Requirement —
The required output is all lines below that contain the word "through".

[Collected data entries]
◆ ◆ ◆ ◆ ◆
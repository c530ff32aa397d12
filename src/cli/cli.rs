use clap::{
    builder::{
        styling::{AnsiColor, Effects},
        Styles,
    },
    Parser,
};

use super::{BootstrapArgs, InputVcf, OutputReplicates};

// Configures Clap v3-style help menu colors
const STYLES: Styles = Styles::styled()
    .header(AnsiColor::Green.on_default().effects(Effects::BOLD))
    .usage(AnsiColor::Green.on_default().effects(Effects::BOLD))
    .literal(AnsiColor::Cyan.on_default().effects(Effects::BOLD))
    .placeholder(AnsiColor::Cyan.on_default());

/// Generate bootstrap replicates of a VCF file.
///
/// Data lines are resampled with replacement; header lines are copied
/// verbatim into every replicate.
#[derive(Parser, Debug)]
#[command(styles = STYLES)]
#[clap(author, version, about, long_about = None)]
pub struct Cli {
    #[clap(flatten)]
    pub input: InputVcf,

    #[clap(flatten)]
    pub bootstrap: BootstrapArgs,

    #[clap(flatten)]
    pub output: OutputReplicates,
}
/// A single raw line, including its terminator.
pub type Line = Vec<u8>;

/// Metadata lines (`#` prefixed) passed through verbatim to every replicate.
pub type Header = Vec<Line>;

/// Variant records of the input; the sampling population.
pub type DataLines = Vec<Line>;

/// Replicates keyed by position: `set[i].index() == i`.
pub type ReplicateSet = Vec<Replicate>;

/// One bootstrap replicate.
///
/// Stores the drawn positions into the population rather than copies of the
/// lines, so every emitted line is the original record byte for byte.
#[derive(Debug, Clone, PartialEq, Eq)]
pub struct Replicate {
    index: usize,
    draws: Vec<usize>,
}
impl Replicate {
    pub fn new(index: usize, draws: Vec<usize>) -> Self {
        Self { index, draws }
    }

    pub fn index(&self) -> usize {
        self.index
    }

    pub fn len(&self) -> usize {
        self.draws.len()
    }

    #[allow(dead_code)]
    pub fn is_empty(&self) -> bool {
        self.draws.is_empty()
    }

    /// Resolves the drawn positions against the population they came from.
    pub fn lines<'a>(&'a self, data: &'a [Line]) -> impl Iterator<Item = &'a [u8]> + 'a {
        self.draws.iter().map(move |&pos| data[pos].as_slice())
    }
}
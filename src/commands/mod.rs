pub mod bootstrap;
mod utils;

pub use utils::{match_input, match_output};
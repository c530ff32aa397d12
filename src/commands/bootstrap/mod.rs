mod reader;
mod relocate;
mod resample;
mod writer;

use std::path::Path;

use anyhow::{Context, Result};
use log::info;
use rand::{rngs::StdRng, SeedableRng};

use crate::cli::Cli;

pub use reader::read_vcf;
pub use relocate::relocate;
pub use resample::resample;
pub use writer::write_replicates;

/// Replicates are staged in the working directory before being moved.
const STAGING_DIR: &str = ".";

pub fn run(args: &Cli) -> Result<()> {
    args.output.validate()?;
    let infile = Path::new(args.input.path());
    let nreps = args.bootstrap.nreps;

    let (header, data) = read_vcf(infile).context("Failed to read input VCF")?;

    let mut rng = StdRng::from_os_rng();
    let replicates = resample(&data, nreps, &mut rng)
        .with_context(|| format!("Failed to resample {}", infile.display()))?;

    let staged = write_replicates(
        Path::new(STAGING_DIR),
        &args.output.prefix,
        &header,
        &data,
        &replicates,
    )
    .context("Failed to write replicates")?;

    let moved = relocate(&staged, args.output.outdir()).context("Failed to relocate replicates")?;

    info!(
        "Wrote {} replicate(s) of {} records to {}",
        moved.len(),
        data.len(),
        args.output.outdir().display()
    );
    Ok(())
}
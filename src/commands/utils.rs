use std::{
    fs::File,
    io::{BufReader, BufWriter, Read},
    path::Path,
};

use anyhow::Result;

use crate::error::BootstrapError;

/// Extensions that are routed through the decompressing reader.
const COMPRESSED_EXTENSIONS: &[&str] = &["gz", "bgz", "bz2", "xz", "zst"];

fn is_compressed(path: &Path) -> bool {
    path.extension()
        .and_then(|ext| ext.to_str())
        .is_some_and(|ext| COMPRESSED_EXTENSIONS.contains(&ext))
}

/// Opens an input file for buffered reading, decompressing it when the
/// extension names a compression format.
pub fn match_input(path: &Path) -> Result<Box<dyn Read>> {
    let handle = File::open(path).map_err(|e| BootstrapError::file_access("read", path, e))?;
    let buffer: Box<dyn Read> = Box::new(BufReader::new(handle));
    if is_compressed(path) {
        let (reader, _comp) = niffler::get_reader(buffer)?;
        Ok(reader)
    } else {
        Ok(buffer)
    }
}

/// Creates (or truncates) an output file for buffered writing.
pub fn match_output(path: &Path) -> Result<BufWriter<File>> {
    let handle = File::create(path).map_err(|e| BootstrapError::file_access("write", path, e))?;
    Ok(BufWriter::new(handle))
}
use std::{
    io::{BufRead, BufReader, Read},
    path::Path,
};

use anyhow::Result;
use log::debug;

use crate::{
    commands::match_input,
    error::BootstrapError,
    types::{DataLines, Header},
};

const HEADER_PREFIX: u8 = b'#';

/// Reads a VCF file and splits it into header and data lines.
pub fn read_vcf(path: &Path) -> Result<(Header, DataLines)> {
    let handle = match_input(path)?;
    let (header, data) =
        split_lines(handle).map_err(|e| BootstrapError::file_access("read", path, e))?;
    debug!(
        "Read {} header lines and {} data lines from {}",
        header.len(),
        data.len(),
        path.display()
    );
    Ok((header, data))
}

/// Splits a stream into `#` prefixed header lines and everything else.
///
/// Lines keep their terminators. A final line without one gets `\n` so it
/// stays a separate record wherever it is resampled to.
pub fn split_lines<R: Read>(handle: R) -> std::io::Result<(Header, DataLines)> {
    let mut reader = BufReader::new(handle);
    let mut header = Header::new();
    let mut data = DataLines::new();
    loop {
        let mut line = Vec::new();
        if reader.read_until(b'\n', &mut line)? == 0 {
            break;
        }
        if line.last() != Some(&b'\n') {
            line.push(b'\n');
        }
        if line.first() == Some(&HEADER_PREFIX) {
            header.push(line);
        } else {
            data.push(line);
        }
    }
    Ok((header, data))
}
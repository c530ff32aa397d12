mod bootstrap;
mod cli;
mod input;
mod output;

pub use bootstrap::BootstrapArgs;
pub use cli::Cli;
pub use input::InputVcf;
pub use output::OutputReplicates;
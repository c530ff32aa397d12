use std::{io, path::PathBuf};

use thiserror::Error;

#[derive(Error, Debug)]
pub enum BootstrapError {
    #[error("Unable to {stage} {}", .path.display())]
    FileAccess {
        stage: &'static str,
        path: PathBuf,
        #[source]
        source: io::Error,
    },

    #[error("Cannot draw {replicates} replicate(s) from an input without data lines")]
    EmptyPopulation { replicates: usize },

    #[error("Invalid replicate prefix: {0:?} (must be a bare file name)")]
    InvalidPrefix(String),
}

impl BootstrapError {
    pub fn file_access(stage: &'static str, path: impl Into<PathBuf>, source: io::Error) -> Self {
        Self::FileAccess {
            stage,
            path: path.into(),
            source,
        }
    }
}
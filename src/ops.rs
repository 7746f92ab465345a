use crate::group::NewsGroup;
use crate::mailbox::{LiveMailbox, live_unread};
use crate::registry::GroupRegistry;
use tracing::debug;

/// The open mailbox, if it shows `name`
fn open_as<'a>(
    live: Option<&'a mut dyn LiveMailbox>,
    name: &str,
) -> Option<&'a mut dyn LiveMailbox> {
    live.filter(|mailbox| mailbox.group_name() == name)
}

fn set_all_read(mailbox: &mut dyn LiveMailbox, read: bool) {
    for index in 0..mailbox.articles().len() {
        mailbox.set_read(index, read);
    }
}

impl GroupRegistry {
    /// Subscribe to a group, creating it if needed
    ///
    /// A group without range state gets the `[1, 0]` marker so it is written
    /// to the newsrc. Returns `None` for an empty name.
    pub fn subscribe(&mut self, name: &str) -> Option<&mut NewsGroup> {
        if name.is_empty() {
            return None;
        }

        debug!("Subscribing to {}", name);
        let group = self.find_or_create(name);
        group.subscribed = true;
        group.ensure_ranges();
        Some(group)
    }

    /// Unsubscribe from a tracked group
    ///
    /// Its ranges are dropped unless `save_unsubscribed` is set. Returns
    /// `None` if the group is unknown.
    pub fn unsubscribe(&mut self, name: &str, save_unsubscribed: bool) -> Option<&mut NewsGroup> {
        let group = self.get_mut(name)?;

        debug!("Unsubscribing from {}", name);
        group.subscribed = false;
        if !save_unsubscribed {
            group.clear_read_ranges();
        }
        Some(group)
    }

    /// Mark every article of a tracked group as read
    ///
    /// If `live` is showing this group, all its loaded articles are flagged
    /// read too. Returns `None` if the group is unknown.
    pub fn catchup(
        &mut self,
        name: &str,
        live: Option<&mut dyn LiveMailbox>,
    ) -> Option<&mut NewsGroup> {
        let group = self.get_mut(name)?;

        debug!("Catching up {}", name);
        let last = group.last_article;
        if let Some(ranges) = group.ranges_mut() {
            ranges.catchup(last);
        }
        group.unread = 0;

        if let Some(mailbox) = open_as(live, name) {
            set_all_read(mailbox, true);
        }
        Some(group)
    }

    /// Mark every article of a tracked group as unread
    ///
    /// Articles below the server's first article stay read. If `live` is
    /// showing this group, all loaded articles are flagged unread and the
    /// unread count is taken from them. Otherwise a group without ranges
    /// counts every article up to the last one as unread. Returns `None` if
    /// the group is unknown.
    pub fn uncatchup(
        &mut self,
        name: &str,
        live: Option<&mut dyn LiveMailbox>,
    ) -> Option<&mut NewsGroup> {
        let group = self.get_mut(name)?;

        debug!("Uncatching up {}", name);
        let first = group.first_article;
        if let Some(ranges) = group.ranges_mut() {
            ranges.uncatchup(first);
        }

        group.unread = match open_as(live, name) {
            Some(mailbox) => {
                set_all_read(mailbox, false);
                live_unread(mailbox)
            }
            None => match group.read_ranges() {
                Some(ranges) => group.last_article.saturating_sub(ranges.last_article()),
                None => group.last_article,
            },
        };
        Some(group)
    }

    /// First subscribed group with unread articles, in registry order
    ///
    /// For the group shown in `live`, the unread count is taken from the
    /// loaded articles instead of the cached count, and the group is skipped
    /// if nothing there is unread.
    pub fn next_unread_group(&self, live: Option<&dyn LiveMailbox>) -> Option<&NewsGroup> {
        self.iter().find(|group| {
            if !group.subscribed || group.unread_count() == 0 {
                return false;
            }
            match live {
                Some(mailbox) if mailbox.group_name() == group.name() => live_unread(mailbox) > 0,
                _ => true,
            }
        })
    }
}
◆ ◆ ◆ ◆ ◆
Answer for the task —
/// Metadata lines (`#` prefixed) passed through verbatim to every replicate.
/// Extensions that are routed through the decompressing reader.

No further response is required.